1. Les critères de choix des modèles et outils de co-conception avec les usagers

1.2. Les modèles de co-conception attribuant un rôle actif à l’utilisateur

1.2.3. La conception de l’expérience utilisateurs

Une nouvelle approche de conception basée sur l’expérience utilisateur est apparue à la fin des années 80 (Norman, 1988 ; Norman et Draper, 1986). Ce courant méthodologique a donné lieu à une norme ISO 9241-210 (2010) très proche de la norme de Conception Centrée Utilisateurs à laquelle est ajouté la dimension expérientielle et émotionnelle du produit. Cette nouvelle norme dépasse la CCU en développant les composantes de l’expérience utilisateurs du produit, au-delà des éléments d’utilisabilité pratique déjà évoqués dans la CCU :

- L'expérience de l'utilisateur inclut toutes les émotions, convictions, préférences, perceptions, réactions physiques et psychologiques, comportements et réalisations de ce dernier, qui interviennent avant, pendant et après l'utilisation. - L'expérience de l'utilisateur est une conséquence de l'image de marque, la

présentation, la fonctionnalité, les performances, le comportement interactif et les capacités d'assistance du système interactif ; de l'état intérieur et physique de l'utilisateur résultant d'expériences passées, de ses attitudes, de ses compétences et de sa personnalité ainsi que du contexte d'utilisation.
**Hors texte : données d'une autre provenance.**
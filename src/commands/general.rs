//! General REPL commands (help, quit, status)

use crate::commands::{CommandContext, CommandResult};
use colored::*;

/// Handle `help` command
pub fn cmd_help(_args: &str, _ctx: &mut CommandContext) -> CommandResult {
    print_help();
    CommandResult::Success
}

/// Handle `quit` or `exit` command
pub fn cmd_quit(_args: &str, _ctx: &mut CommandContext) -> CommandResult {
    CommandResult::Exit
}

/// Handle `status` command
pub fn cmd_status(_args: &str, ctx: &mut CommandContext) -> CommandResult {
    CommandResult::Message(status_line(ctx))
}

pub fn status_line(ctx: &CommandContext) -> String {
    let session = &ctx.session;
    let config = session.config();
    let position = match session.cursor() {
        Some(i) => format!("{}/{}", i + 1, session.history().len()),
        None => "-".to_string(),
    };
    format!(
        "{} {} {}, {} chords, {}, {} voicing, {} [{}] {}",
        "Key:".green(),
        config.tonality.cyan(),
        config.generator.mode,
        config.length,
        config.strategy,
        config.voicing.algorithm,
        config.formation.name.cyan(),
        session.state(),
        position
    )
}

/// Print help information
fn print_help() {
    println!("{}", "🎼 Chorale Help".bold());
    println!("{}", "===============".bold());
    println!();
    println!("{}", "Progressions:".green());
    println!("  {}  - Start a new search and show the first result", "generate [key] [length]".cyan());
    println!("  {}                    - Next progression", "next".cyan());
    println!("  {}                    - Previous progression", "prev".cyan());
    println!("  {}                    - Show the current progression", "show".cyan());
    println!("  {}                   - Revoice with a random tie-break", "regen".cyan());
    println!("  {}                  - Print the current entry as JSON", "export".cyan());
    println!("  {}             - Voice a progression you type", "I vi ii V I".cyan());
    println!();
    println!("{}", "Settings:".green());
    println!("  {}               - Tonality (C, F#, Bb, ...)", "key <name>".cyan());
    println!("  {}             - Chords per progression", "length <n>".cyan());
    println!("  {}   - Plain or inverted triads", "strategy tonal|inverted".cyan());
    println!("  {}        - Major or harmonic minor", "mode major|minor".cyan());
    println!("  {}        - Ensemble ranges (no name lists them)", "formation [name]".cyan());
    println!("  {} - Voice-leading algorithm", "voicer greedy|exhaustive".cyan());
    println!("  {}            - Record pruned candidates", "trace on|off".cyan());
    println!("  {}              - Show pruned candidates", "trace show".cyan());
    println!("  {}                  - Current settings", "status".cyan());
    println!();
    println!("{}", "Examples:".green());
    println!("  chorale> {}", "generate G 5".cyan());
    println!("  I → IV → ii → V → I");
    println!();
    println!("  chorale> {}", "formation piano".cyan());
    println!("  Formation set to Piano");
    println!();
    println!("Type '{}' or '{}' to leave.", "quit".bright_red(), "exit".bright_red());
}

#[cfg(test)]
mod tests {
    use super::*;

    #[test]
    fn test_status_reports_settings() {
        let mut ctx = CommandContext::default();
        match cmd_status("", &mut ctx) {
            CommandResult::Message(msg) => {
                assert!(msg.contains("4 chords"));
                assert!(msg.contains("not started"));
            }
            other => panic!("unexpected {:?}", other),
        }
    }
}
- L'utilisabilité, lorsqu'elle est interprétée du point de vue des objectifs personnels des utilisateurs, peut comporter le type d'aspects perceptifs et émotionnels

généralement associés à l'expérience de l'utilisateur. Les critères d'utilisabilité peuvent être utilisés pour évaluer les aspects de l'expérience de l'utilisateur. (Charrier, 2016, p.52)

1.3.3.1. Descriptif du modèle de Norman (2004)
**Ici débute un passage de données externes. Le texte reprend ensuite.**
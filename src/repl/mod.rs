//! REPL (Read-Eval-Print Loop) for exploring four-part progressions

use crate::commands::progression::render;
use crate::commands::{create_registry, CommandContext, CommandRegistry, CommandResult};
use anyhow::{anyhow, Result};
use chorale_core::session::SessionConfig;
use colored::*;
use rustyline::error::ReadlineError;
use rustyline::{DefaultEditor, Result as RustylineResult};

/// Interactive REPL driving one harmony session
pub struct Repl {
    editor: DefaultEditor,
    registry: CommandRegistry,
    ctx: CommandContext,
}

impl Repl {
    /// Create a new REPL instance
    pub fn new(config: SessionConfig) -> RustylineResult<Self> {
        Ok(Repl {
            editor: DefaultEditor::new()?,
            registry: create_registry(),
            ctx: CommandContext::new(config),
        })
    }

    /// Handle one line of input. Returns false when the REPL should stop.
    fn dispatch(&mut self, line: &str) -> bool {
        match self.registry.execute(line, &mut self.ctx) {
            CommandResult::Success => {}
            CommandResult::Message(msg) => println!("{}", msg),
            CommandResult::Exit => {
                println!("{} 🎵", "Goodbye!".bright_cyan());
                return false;
            }
            CommandResult::Error(e) => {
                println!("{} {}", "Error:".bright_red().bold(), e.red());
            }
            CommandResult::NotACommand => match self.ctx.voice_literal(line) {
                Ok((progression, voiced)) => println!("{}", render(&progression, &voiced)),
                Err(e) => println!(
                    "{} {}",
                    "Error:".bright_red().bold(),
                    e.to_string().red()
                ),
            },
        }
        true
    }

    /// Start the REPL loop
    pub fn run(&mut self) -> Result<()> {
        println!(
            "{} {}",
            "🎼".bright_yellow(),
            "Chorale four-part harmony".bright_cyan().bold()
        );
        println!(
            "Try {}, {} or type a progression like {}",
            "generate".cyan(),
            "generate G 5".cyan(),
            "I vi ii V I".cyan()
        );
        println!(
            "Type '{}' for more information, '{}' or {} to exit.\n",
            "help".bright_green(),
            "quit".bright_red(),
            "Ctrl+C".bright_red()
        );

        let prompt = format!("{} ", "chorale>".bright_magenta().bold());
        loop {
            match self.editor.readline(&prompt) {
                Ok(line) => {
                    let line = line.trim();
                    if line.is_empty() {
                        continue;
                    }
                    let _ = self.editor.add_history_entry(line);
                    if !self.dispatch(line) {
                        break;
                    }
                }
                Err(ReadlineError::Interrupted) | Err(ReadlineError::Eof) => {
                    println!("{} 🎵", "Goodbye!".bright_cyan());
                    break;
                }
                Err(err) => {
                    println!("{} {:?}", "Error:".bright_red().bold(), err);
                    break;
                }
            }
        }
        Ok(())
    }
}

/// Route core diagnostics to stderr, filtered by `RUST_LOG`
fn setup_tracing() -> Result<()> {
    tracing_subscriber::fmt()
        .with_env_filter(tracing_subscriber::EnvFilter::from_default_env())
        .with_writer(std::io::stderr)
        .with_target(false)
        .compact()
        .try_init()
        .map_err(|err: Box<dyn std::error::Error + Send + Sync>| {
            anyhow!("failed to initialise tracing: {err}")
        })?;
    Ok(())
}

/// Start the REPL with default settings
pub fn start() -> Result<()> {
    setup_tracing()?;
    let mut repl = Repl::new(SessionConfig::default())?;
    repl.run()
}

#[cfg(test)]
mod tests {
    use super::*;

    #[test]
    fn test_tracing_subscriber_installs_once() {
        assert!(setup_tracing().is_ok());
        assert!(setup_tracing().is_err());
    }
}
Un modèle précurseur de la prise en compte de cette dimension émotionnelle de la co-conception est celui de Norman (2004) qui différencie trois dimensions de l’expérience utilisateur. Barcenilla et Bastien (2009) définissent les trois niveaux de traitement (viscéral, comportemental et réflexif) de l’information au sein desquels se jouent les relations entre cognitions et émotions. Ainsi :

Le niveau viscéral agit de manière réflexe, involontaire, et porte essentiellement sur l’apparence des objets ; le niveau comportemental, lié à la mise en place de procédures et au déclenchement des habilités motrices requises pour accomplir les tâches ; le niveau réflexif, lié à la conceptualisation et l’élaboration des informations sur les objets. (Barcenilla et Bastien, 2009, p. 321)
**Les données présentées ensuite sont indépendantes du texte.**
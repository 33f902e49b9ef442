//! Formation and tessitura configuration
//!
//! Pure data describing the playable range of each of the four parts. The
//! voice-leading assigners treat these purely as numeric bounds; the clef and
//! staff hints exist for rendering collaborators only.

use anyhow::{anyhow, bail, Result};
use std::fmt;

/// One of the four parts, listed top to bottom
#[derive(Debug, Clone, Copy, PartialEq, Eq, Hash, PartialOrd, Ord)]
#[cfg_attr(feature = "serde", derive(serde::Serialize, serde::Deserialize))]
pub enum Voice {
    Soprano,
    Alto,
    Tenor,
    Bass,
}

impl Voice {
    /// Top to bottom
    pub const ALL: [Voice; 4] = [Voice::Soprano, Voice::Alto, Voice::Tenor, Voice::Bass];

    /// The voices above the bass, top to bottom
    pub const UPPER: [Voice; 3] = [Voice::Soprano, Voice::Alto, Voice::Tenor];

    pub fn name(&self) -> &'static str {
        match self {
            Voice::Soprano => "soprano",
            Voice::Alto => "alto",
            Voice::Tenor => "tenor",
            Voice::Bass => "bass",
        }
    }
}

impl fmt::Display for Voice {
    fn fmt(&self, f: &mut fmt::Formatter<'_>) -> fmt::Result {
        write!(f, "{}", self.name())
    }
}

/// Clef hint for rendering
#[derive(Debug, Clone, Copy, PartialEq, Eq, Default)]
#[cfg_attr(feature = "serde", derive(serde::Serialize, serde::Deserialize))]
pub enum Clef {
    #[default]
    Treble,
    Alto,
    Bass,
}

/// Inclusive MIDI range for one part (C4 = 60)
#[derive(Debug, Clone, Copy, PartialEq, Eq)]
#[cfg_attr(feature = "serde", derive(serde::Serialize, serde::Deserialize))]
pub struct Tessitura {
    pub min: i32,
    pub max: i32,
    pub clef: Clef,
    pub staff: u8,
}

impl Tessitura {
    pub fn new(min: i32, max: i32) -> Result<Self> {
        if min > max {
            bail!("Tessitura min {} is above max {}", min, max);
        }
        Ok(Tessitura {
            min,
            max,
            clef: Clef::default(),
            staff: 1,
        })
    }

    /// Attach rendering hints
    pub fn with_staff(self, clef: Clef, staff: u8) -> Self {
        Tessitura {
            clef,
            staff,
            ..self
        }
    }

    pub fn contains(&self, pitch: i32) -> bool {
        (self.min..=self.max).contains(&pitch)
    }

    pub fn midpoint(&self) -> i32 {
        (self.min + self.max) / 2
    }

    pub fn clamp(&self, pitch: i32) -> i32 {
        pitch.clamp(self.min, self.max)
    }

    /// Every pitch of the given pitch class inside the range, ascending
    pub fn representatives(&self, pitch_class: u8) -> impl Iterator<Item = i32> {
        let first = self.min + (pitch_class as i32 - self.min).rem_euclid(12);
        (first..=self.max).step_by(12)
    }

    /// In-range pitch of this pitch class nearest to `target`; lower pitch wins ties
    pub fn nearest(&self, pitch_class: u8, target: i32) -> Option<i32> {
        self.representatives(pitch_class)
            .min_by_key(|p| ((p - target).abs(), *p))
    }
}

/// One tessitura per voice
#[derive(Debug, Clone, Copy, PartialEq, Eq)]
#[cfg_attr(feature = "serde", derive(serde::Serialize, serde::Deserialize))]
pub struct Tessituras {
    pub soprano: Tessitura,
    pub alto: Tessitura,
    pub tenor: Tessitura,
    pub bass: Tessitura,
}

impl Tessituras {
    pub fn new(
        soprano: Tessitura,
        alto: Tessitura,
        tenor: Tessitura,
        bass: Tessitura,
    ) -> Result<Self> {
        let tessituras = Tessituras {
            soprano,
            alto,
            tenor,
            bass,
        };
        tessituras.validate()?;
        Ok(tessituras)
    }

    /// Structural check: every range well formed
    pub fn validate(&self) -> Result<()> {
        for voice in Voice::ALL {
            let t = self.get(voice);
            if t.min > t.max {
                bail!("Tessitura for {} has min {} above max {}", voice, t.min, t.max);
            }
        }
        Ok(())
    }

    pub fn get(&self, voice: Voice) -> &Tessitura {
        match voice {
            Voice::Soprano => &self.soprano,
            Voice::Alto => &self.alto,
            Voice::Tenor => &self.tenor,
            Voice::Bass => &self.bass,
        }
    }
}

impl Default for Tessituras {
    fn default() -> Self {
        Formation::vocal_quartet().tessituras
    }
}

/// A named ensemble profile
#[derive(Debug, Clone, PartialEq, Eq)]
#[cfg_attr(feature = "serde", derive(serde::Serialize, serde::Deserialize))]
pub struct Formation {
    pub name: String,
    pub tessituras: Tessituras,
}

fn range(min: i32, max: i32, clef: Clef, staff: u8) -> Tessitura {
    Tessitura {
        min,
        max,
        clef,
        staff,
    }
}

impl Formation {
    pub fn piano() -> Self {
        Formation {
            name: "Piano".to_string(),
            tessituras: Tessituras {
                soprano: range(67, 84, Clef::Treble, 1),
                alto: range(60, 79, Clef::Treble, 1),
                tenor: range(55, 72, Clef::Bass, 2),
                bass: range(36, 67, Clef::Bass, 2),
            },
        }
    }

    pub fn guitar() -> Self {
        Formation {
            name: "Guitar".to_string(),
            tessituras: Tessituras {
                soprano: range(55, 76, Clef::Treble, 1),
                alto: range(52, 72, Clef::Treble, 1),
                tenor: range(48, 67, Clef::Treble, 1),
                bass: range(40, 64, Clef::Treble, 1),
            },
        }
    }

    pub fn string_quartet() -> Self {
        Formation {
            name: "String Quartet".to_string(),
            tessituras: Tessituras {
                soprano: range(55, 88, Clef::Treble, 1),
                alto: range(55, 83, Clef::Treble, 2),
                tenor: range(48, 76, Clef::Alto, 3),
                bass: range(36, 67, Clef::Bass, 4),
            },
        }
    }

    pub fn vocal_quartet() -> Self {
        Formation {
            name: "Vocal Quartet".to_string(),
            tessituras: Tessituras {
                soprano: range(60, 79, Clef::Treble, 1),
                alto: range(55, 74, Clef::Treble, 2),
                tenor: range(48, 67, Clef::Treble, 3),
                bass: range(40, 60, Clef::Bass, 4),
            },
        }
    }

    /// All built-in formations
    pub fn builtins() -> Vec<Formation> {
        vec![
            Self::piano(),
            Self::guitar(),
            Self::string_quartet(),
            Self::vocal_quartet(),
        ]
    }

    /// Look up a built-in formation by name, ignoring case and separators
    pub fn by_name(name: &str) -> Result<Formation> {
        let wanted = normalize(name);
        Self::builtins()
            .into_iter()
            .find(|f| normalize(&f.name) == wanted)
            .ok_or_else(|| {
                let names: Vec<String> = Self::builtins().into_iter().map(|f| f.name).collect();
                anyhow!("Unknown formation '{}'. Available: {}", name, names.join(", "))
            })
    }
}

impl Default for Formation {
    fn default() -> Self {
        Self::vocal_quartet()
    }
}

fn normalize(name: &str) -> String {
    name.chars()
        .filter(|c| c.is_alphanumeric())
        .flat_map(char::to_lowercase)
        .collect()
}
1.3.3.2. Regard porté sur le modèle de Norman (2004) en fonction des contraintes de notre contexte.

Les dimensions incluses dans le modèle de Norman (2004) ne recouvrent que certains facteurs individuels et omettent la dimension environnementale de l’acceptabilité. Les facteurs individuels sont abordés à travers les leviers de la dimension réflexive qui ciblent principalement l’image sociale de la technologie. Les facteurs technologiques sont très présents à travers les dimensions viscérales et comportementales de la technologique qui concourent à améliorer l’utilisabilité et le plaisir d’usage de la technologie. La dimension environnementale par contre est omise dans ce modèle princeps de Norman (2004).

1.3.3.3. Descriptif du modèle d’Arhippainen et Tähti (2003)

les 3 catégories de facteurs d’acceptabilité d’une gérontechnologie. Par exemple, le modèle d’Arhippainen et Tähti (2003) prend en compte (cf. Figure 12) :

- des facteurs individuels tels que les valeurs, normes, passions, personnalité et attentes…

- des facteurs technologiques comme l’utilisabilité, l’adaptabilité, les fonctions, les caractéristiques esthétiques …

- des facteurs environnementaux composant le contexte d’usage à l’instar du temps, lieu, personnes accompagnantes, température…

Figure 12. Le modèle d’Arhippainen et Tähti (2003) tiré de Charrier (2016)

1.3.3.4. Regard porté sur le modèle d’Arhippainen et Tähti (2003) en fonction des contraintes de notre contexte

Bien que le modèle d’Arhippainen et Tähti (2003) inclut les 3 catégories de facteurs d’acceptabilité d’une gérontechnologie qui nous intéressent, ce modèle n’offre pas de levier de co-conception à proprement dit. En effet, il a plus été conçu comme un outil d’évaluation que de conception. De plus, ce modèle est constitué d’une multitude de sous facteurs (plus d’une trentaine de sous-dimensions (cf. Figure 12) qui rendent son utilisation peu économique en temps et peu adaptée à notre population d’un point de vue de la charge cognitive.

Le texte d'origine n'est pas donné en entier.